** Records to use follows **

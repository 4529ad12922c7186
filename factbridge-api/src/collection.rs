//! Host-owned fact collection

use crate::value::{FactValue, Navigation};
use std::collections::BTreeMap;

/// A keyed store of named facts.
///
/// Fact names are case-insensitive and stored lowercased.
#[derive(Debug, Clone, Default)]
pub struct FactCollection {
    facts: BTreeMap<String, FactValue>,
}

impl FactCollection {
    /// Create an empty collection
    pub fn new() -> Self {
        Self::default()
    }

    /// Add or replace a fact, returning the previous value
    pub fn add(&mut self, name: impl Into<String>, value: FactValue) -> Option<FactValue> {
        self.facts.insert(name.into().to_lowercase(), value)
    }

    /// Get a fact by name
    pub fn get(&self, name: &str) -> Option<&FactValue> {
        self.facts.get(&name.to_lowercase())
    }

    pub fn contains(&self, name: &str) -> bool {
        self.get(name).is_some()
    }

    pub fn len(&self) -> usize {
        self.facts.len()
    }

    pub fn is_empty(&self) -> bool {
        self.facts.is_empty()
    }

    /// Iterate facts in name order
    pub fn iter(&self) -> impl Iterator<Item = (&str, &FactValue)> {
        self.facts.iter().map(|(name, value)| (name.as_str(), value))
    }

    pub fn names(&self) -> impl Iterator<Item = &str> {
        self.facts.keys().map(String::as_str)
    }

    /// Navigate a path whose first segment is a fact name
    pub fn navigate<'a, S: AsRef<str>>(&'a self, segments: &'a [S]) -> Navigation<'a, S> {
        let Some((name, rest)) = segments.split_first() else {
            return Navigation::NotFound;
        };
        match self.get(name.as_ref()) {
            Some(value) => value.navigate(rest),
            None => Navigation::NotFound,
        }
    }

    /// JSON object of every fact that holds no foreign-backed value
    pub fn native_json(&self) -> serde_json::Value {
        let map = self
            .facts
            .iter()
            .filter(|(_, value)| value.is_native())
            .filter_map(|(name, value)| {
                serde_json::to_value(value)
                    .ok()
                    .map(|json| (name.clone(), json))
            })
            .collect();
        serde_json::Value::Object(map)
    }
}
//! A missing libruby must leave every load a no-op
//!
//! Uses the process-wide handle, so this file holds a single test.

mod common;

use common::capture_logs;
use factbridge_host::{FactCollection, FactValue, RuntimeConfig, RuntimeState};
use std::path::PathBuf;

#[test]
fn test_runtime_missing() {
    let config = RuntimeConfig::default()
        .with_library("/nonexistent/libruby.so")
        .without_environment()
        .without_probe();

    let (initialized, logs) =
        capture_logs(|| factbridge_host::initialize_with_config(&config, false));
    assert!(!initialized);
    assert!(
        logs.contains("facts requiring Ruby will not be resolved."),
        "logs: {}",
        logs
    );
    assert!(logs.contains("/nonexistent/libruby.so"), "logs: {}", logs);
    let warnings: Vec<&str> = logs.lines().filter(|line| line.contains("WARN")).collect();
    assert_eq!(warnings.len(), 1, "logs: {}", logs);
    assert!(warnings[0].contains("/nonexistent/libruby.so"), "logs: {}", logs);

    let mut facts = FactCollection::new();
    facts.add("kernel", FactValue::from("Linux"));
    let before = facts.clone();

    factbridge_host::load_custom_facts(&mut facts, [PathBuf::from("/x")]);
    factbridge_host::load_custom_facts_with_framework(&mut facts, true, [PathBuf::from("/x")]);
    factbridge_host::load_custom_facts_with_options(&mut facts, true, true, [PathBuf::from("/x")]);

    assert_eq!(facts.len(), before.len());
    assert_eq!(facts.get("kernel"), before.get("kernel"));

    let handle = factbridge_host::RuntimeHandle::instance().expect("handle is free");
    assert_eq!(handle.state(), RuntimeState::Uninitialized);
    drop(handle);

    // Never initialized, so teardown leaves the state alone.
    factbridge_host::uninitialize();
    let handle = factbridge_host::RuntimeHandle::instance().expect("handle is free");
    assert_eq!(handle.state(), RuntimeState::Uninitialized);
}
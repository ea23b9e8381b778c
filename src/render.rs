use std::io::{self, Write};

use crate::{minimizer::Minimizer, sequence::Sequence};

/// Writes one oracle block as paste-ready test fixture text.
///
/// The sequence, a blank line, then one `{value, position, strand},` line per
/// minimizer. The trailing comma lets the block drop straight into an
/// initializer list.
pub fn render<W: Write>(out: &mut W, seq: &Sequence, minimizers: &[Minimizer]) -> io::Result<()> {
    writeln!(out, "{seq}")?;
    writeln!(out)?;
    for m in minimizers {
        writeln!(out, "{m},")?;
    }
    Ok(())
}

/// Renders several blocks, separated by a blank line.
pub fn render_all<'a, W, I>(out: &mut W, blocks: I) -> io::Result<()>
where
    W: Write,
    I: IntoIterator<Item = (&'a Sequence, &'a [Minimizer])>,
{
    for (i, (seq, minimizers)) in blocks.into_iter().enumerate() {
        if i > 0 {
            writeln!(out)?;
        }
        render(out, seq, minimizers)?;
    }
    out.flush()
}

** End of Records to use **
** Records to use follows **

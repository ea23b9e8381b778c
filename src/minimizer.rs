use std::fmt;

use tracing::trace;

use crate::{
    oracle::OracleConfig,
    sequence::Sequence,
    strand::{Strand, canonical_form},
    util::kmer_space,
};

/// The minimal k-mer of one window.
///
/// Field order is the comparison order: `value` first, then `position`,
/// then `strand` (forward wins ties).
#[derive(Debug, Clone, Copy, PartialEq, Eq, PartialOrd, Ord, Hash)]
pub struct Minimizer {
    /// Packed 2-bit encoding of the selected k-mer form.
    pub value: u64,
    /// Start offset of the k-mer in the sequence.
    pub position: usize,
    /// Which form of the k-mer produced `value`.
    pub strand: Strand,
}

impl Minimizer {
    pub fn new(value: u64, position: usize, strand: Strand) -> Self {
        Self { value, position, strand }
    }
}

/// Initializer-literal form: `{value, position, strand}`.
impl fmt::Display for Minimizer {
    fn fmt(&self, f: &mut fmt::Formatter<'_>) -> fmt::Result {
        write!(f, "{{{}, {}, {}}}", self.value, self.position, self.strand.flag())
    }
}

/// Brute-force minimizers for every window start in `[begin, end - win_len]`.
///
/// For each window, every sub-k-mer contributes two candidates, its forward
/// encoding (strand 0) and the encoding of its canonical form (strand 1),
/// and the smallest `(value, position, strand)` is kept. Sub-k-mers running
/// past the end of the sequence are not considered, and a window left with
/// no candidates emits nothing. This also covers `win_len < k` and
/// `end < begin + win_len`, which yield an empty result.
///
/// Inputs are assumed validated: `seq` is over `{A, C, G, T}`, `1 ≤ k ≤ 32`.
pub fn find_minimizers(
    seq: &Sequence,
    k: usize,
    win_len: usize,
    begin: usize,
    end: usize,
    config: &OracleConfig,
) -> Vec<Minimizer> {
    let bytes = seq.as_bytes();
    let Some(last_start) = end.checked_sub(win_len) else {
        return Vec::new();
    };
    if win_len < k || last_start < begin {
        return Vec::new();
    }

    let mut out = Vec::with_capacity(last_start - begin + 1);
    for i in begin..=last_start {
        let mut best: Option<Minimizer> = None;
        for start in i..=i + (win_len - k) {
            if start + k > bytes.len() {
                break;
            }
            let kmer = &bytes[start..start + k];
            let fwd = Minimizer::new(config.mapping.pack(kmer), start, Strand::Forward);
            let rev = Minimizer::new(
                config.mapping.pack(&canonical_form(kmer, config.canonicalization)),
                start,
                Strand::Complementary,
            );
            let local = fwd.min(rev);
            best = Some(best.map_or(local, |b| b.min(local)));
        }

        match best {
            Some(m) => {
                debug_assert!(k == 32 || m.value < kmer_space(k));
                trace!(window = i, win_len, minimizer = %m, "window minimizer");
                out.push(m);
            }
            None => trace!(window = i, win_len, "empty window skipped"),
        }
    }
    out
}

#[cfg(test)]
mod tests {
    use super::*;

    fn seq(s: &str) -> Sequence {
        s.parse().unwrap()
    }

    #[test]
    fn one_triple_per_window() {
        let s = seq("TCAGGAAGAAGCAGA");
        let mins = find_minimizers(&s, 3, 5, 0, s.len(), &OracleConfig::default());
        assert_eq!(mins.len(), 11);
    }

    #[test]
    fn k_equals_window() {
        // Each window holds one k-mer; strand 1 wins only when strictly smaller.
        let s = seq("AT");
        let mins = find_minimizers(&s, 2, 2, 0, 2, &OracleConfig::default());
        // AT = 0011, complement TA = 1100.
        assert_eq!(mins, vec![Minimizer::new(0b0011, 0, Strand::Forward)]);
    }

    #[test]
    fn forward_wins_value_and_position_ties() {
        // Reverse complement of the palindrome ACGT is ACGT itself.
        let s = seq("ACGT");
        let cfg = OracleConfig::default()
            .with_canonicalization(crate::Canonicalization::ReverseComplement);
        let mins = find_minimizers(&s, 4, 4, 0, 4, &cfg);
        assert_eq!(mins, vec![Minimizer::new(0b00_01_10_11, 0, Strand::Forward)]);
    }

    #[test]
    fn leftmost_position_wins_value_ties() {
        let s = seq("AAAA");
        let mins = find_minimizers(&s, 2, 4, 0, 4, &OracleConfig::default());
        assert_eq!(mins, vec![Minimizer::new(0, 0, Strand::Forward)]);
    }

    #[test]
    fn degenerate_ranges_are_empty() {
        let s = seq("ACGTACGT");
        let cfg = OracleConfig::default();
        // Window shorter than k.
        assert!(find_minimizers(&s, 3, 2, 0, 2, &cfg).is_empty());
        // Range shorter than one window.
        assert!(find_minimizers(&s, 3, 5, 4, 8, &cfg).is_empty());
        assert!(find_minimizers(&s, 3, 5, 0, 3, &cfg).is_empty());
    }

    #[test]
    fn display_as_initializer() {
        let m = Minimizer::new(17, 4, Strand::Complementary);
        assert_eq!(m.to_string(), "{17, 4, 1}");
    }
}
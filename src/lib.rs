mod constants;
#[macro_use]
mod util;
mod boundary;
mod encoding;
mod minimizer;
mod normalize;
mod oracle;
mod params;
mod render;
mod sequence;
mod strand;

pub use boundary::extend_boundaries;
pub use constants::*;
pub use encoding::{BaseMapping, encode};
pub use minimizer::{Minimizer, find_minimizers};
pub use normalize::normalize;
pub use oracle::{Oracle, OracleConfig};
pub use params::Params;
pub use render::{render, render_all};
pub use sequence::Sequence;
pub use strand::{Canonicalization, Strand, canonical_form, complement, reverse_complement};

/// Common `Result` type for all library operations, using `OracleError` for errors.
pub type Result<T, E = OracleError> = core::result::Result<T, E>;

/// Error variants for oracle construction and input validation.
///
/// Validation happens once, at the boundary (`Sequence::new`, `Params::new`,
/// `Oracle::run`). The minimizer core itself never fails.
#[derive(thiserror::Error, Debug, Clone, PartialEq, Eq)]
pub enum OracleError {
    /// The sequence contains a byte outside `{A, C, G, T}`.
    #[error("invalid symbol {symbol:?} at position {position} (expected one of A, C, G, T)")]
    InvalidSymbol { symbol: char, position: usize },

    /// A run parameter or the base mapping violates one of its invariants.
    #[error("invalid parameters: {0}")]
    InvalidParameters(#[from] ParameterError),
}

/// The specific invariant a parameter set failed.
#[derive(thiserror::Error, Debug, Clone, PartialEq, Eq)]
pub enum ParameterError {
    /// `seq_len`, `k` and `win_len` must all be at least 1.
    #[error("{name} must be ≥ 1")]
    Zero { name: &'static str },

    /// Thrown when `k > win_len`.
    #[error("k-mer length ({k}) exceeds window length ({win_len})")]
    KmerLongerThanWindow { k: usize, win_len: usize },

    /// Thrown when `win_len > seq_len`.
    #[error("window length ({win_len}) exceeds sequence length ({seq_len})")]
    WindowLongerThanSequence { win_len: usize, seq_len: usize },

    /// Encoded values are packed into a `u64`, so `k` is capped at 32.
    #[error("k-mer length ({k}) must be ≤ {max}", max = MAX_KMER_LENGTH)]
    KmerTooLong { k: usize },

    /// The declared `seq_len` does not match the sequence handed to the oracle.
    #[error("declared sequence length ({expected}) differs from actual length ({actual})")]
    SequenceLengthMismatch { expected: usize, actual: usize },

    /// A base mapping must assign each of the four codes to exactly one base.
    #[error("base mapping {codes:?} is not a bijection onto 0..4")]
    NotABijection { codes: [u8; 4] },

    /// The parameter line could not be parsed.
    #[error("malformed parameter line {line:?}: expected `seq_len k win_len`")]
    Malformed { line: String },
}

** End of Records to use **

§ Aim of the exercise
Reproduce each line of the entries in which the word "NotFound" is found.

§ Answer section
            return Navigation::NotFound;
            None => Navigation::NotFound,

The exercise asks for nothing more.